WORK REQUEST: Your answer should be only the lines below from the one with "on the origin" to the one with "Pushes and pops", repeated exactly, ends included.

(Records from a data source)
* * *
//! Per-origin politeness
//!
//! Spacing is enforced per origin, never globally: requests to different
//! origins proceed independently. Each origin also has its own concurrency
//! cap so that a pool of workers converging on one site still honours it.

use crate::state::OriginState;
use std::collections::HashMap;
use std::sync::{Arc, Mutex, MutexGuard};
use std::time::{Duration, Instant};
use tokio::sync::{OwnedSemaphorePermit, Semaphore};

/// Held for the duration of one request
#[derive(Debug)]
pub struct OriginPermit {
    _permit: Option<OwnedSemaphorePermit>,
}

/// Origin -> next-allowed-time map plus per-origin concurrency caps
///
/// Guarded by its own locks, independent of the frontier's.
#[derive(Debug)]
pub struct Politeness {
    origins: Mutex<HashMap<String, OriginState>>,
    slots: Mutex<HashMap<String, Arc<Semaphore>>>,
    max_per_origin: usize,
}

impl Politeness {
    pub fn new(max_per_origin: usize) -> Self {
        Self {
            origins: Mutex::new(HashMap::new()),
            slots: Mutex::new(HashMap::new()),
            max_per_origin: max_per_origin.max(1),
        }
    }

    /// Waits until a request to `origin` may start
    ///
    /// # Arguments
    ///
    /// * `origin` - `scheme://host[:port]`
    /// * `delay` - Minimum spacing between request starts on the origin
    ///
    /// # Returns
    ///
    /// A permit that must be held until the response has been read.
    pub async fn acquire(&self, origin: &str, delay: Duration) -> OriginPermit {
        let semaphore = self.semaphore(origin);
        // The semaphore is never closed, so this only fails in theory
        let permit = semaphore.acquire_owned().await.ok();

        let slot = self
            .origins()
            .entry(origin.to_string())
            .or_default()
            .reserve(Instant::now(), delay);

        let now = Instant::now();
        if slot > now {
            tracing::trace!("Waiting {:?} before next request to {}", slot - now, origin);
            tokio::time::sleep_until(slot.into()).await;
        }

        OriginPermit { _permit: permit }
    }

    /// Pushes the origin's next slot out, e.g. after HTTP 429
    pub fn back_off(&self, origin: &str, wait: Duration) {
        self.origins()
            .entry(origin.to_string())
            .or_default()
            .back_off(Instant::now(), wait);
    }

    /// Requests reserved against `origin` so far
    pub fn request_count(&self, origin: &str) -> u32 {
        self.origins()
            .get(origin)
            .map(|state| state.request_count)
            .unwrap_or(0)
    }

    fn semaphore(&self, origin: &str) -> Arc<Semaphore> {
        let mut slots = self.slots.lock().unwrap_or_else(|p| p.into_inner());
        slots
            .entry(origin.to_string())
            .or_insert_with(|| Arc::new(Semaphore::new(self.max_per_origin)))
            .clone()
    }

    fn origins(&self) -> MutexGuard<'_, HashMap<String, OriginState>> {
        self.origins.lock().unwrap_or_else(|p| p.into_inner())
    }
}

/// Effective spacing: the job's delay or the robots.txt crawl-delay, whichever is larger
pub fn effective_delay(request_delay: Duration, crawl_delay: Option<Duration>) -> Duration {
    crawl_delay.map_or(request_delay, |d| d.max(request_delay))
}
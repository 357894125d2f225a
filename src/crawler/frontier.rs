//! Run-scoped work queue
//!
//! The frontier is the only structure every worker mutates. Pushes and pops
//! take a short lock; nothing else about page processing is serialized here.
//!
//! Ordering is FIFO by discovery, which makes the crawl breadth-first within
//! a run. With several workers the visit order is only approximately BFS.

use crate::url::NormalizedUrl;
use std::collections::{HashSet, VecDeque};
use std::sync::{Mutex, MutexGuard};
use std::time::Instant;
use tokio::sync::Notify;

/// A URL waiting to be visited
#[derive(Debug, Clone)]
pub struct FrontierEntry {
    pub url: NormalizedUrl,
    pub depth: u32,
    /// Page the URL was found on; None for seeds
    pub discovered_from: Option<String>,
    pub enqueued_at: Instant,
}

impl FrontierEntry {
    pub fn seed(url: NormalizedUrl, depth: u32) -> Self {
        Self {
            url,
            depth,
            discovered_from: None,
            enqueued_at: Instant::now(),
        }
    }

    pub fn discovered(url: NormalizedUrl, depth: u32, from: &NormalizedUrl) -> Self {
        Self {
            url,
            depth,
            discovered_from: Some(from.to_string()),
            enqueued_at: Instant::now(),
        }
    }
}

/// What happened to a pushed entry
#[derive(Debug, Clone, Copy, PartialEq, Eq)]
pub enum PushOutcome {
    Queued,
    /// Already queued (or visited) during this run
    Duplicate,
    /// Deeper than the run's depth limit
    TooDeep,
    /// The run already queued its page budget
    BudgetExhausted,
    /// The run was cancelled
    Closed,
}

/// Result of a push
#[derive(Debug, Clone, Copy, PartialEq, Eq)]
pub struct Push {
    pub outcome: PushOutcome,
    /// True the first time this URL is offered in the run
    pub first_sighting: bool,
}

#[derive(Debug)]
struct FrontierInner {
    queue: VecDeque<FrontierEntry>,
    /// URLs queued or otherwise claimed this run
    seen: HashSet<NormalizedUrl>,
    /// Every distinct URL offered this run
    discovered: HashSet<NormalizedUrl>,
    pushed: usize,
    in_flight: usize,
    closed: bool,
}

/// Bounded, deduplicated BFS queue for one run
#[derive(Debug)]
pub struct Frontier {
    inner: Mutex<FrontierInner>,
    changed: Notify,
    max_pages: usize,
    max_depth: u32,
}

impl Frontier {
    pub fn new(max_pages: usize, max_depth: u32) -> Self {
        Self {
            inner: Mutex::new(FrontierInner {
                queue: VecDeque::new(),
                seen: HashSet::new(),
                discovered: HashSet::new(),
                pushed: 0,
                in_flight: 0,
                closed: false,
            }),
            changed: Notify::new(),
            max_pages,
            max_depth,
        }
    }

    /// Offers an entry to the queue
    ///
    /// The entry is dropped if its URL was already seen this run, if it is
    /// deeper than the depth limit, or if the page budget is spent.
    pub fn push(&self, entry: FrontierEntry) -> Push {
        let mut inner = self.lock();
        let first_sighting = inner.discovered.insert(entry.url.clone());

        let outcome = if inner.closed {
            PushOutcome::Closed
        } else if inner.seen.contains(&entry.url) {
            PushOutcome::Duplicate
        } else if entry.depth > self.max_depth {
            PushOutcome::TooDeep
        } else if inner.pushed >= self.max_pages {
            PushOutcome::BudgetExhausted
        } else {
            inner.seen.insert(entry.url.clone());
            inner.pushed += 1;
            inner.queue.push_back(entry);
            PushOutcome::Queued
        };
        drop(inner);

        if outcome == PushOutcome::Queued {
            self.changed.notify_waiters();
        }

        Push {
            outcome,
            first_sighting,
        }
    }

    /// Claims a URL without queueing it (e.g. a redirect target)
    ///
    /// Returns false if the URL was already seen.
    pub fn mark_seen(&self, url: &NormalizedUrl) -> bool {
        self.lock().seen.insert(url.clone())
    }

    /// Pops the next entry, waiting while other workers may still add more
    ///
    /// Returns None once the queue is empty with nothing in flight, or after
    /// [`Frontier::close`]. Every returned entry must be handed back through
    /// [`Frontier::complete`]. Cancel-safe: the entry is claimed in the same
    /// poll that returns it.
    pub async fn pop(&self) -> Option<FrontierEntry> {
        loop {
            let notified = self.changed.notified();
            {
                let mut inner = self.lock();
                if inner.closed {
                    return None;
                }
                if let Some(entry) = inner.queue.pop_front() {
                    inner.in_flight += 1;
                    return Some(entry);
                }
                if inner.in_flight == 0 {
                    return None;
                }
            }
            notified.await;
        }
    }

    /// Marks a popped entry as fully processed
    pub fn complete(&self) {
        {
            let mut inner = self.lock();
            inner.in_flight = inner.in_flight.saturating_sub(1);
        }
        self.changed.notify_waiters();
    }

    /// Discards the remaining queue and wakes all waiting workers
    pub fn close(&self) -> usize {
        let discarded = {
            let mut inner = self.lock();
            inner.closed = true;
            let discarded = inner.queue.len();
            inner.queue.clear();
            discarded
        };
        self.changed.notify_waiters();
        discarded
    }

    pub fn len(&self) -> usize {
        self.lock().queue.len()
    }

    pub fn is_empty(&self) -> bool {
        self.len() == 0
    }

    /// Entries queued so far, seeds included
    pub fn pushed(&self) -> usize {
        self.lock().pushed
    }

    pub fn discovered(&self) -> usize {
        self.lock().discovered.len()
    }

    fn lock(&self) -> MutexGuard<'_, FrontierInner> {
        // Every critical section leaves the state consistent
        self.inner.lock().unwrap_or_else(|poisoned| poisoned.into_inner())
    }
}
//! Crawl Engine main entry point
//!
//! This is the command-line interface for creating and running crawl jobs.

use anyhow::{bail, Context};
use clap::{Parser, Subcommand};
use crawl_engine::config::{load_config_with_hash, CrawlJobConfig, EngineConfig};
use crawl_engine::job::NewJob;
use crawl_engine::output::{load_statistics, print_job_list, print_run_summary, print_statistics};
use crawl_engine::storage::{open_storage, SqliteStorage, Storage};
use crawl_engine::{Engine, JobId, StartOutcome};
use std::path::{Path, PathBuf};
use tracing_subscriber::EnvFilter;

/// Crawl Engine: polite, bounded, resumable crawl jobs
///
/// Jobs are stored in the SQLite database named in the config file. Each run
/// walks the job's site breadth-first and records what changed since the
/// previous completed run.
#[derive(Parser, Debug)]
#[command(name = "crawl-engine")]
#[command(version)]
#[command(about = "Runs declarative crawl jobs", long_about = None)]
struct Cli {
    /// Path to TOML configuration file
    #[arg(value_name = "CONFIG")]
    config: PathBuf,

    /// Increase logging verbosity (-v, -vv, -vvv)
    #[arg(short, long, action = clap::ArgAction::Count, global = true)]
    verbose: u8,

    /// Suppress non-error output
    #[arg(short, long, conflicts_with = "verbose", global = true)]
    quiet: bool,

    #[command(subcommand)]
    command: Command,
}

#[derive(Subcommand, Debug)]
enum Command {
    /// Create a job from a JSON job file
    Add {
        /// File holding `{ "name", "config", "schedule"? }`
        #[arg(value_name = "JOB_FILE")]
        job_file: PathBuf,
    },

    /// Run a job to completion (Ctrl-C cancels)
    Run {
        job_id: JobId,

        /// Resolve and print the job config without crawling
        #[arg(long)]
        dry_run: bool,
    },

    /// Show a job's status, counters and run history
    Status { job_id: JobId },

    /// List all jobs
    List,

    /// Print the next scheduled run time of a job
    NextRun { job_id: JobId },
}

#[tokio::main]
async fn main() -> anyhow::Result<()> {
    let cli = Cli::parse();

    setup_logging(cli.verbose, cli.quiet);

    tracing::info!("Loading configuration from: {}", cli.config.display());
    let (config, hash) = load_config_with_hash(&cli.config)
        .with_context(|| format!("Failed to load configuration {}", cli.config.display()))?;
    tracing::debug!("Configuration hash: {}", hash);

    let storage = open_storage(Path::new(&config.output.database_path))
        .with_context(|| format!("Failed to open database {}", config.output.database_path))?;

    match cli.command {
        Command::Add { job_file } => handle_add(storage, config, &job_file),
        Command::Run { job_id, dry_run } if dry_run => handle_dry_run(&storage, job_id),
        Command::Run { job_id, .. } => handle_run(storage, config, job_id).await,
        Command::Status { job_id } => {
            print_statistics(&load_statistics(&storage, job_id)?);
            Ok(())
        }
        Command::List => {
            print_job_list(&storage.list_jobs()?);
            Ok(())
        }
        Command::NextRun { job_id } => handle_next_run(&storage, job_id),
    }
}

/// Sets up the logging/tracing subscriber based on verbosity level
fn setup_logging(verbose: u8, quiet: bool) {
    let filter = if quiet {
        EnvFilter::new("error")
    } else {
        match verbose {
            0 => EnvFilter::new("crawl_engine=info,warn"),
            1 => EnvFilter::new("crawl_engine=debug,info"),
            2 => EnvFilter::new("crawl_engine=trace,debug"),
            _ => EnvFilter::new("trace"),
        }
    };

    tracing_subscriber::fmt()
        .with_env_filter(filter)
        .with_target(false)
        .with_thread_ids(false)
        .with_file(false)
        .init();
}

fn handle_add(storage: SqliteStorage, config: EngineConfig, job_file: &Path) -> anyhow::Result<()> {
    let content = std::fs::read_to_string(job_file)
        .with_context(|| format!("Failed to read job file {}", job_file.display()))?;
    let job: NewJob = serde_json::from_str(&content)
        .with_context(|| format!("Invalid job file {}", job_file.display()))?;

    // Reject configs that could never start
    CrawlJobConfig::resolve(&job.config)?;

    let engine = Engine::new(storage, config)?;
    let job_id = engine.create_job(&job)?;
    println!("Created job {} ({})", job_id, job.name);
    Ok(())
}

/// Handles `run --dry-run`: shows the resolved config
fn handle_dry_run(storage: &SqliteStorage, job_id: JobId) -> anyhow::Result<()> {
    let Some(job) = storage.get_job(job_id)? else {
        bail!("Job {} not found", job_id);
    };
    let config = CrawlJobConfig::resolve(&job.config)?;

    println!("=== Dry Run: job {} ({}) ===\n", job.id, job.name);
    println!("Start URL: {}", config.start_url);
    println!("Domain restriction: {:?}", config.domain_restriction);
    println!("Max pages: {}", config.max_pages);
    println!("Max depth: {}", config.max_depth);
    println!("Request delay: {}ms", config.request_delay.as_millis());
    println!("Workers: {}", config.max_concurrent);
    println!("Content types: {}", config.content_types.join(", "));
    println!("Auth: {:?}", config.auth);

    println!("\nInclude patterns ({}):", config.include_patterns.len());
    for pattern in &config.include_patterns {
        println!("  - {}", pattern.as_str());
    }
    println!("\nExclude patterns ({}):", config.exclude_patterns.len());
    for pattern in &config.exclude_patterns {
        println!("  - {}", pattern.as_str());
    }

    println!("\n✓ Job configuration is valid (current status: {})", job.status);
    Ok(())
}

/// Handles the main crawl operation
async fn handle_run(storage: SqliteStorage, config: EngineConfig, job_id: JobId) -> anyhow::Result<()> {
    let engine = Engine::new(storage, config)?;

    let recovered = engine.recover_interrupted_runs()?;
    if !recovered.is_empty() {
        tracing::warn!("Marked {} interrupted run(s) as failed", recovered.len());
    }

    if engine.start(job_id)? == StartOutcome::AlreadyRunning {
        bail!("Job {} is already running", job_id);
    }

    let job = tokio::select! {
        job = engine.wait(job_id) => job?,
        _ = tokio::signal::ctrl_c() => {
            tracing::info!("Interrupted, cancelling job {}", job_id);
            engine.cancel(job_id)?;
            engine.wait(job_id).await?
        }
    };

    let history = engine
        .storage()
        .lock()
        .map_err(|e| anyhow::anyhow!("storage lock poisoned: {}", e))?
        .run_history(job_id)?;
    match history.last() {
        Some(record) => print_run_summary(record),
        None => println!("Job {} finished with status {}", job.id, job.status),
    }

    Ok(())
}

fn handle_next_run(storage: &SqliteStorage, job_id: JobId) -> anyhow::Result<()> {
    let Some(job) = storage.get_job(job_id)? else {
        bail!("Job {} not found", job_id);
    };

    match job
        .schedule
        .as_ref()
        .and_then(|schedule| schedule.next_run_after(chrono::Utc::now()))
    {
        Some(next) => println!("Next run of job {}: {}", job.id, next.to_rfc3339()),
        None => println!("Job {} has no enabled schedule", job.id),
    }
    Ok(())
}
* * *
WRITTEN SOLUTION:
    /// * `delay` - Minimum spacing between request starts on the origin
    ///
    /// # Returns
    ///
    /// A permit that must be held until the response has been read.
    pub async fn acquire(&self, origin: &str, delay: Duration) -> OriginPermit {
        let semaphore = self.semaphore(origin);
        // The semaphore is never closed, so this only fails in theory
        let permit = semaphore.acquire_owned().await.ok();

        let slot = self
            .origins()
            .entry(origin.to_string())
            .or_default()
            .reserve(Instant::now(), delay);

        let now = Instant::now();
        if slot > now {
            tracing::trace!("Waiting {:?} before next request to {}", slot - now, origin);
            tokio::time::sleep_until(slot.into()).await;
        }

        OriginPermit { _permit: permit }
    }

    /// Pushes the origin's next slot out, e.g. after HTTP 429
    pub fn back_off(&self, origin: &str, wait: Duration) {
        self.origins()
            .entry(origin.to_string())
            .or_default()
            .back_off(Instant::now(), wait);
    }

    /// Requests reserved against `origin` so far
    pub fn request_count(&self, origin: &str) -> u32 {
        self.origins()
            .get(origin)
            .map(|state| state.request_count)
            .unwrap_or(0)
    }

    fn semaphore(&self, origin: &str) -> Arc<Semaphore> {
        let mut slots = self.slots.lock().unwrap_or_else(|p| p.into_inner());
        slots
            .entry(origin.to_string())
            .or_insert_with(|| Arc::new(Semaphore::new(self.max_per_origin)))
            .clone()
    }

    fn origins(&self) -> MutexGuard<'_, HashMap<String, OriginState>> {
        self.origins.lock().unwrap_or_else(|p| p.into_inner())
    }
}

/// Effective spacing: the job's delay or the robots.txt crawl-delay, whichever is larger
pub fn effective_delay(request_delay: Duration, crawl_delay: Option<Duration>) -> Duration {
    crawl_delay.map_or(request_delay, |d| d.max(request_delay))
}
repository 357894125d2f225a
filename src/crawler/frontier.rs
//! Run-scoped work queue
//!
//! The frontier is the only structure every worker mutates. Pushes and pops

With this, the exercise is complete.